> _REQUIRED ACTION_:
This task calls for copying each line below that contains "path".
[GIVEN RECORDS — start]
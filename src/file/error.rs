use std::io;
use thiserror::Error;

#[derive(Debug, Error)]
pub enum FileError {
    #[error("IO error: {0}")]
    Io(#[from] io::Error),

    #[error("Short read at page {page_no}: expected {expected} bytes, got {actual}")]
    ShortRead {
        page_no: usize,
        expected: usize,
        actual: usize,
    },

    #[error("Page out of range: page_no={page_no}, page_count={page_count}")]
    PageOutOfRange { page_no: usize, page_count: usize },

    #[error("Corrupt file {path}: length {len} is not a multiple of page size {page_size}")]
    Corrupted {
        path: String,
        len: u64,
        page_size: usize,
    },

    #[error("Invalid page size: expected {expected}, got {actual}")]
    InvalidPageSize { expected: usize, actual: usize },

    #[error("Invalid configuration: {0}")]
    InvalidConfig(String),
}

pub type FileResult<T> = Result<T, FileError>;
[GIVEN RECORDS — finish]
> _RESPONSE BOX_:
    #[error("Corrupt file {path}: length {len} is not a multiple of page size {page_size}")]
        path: String,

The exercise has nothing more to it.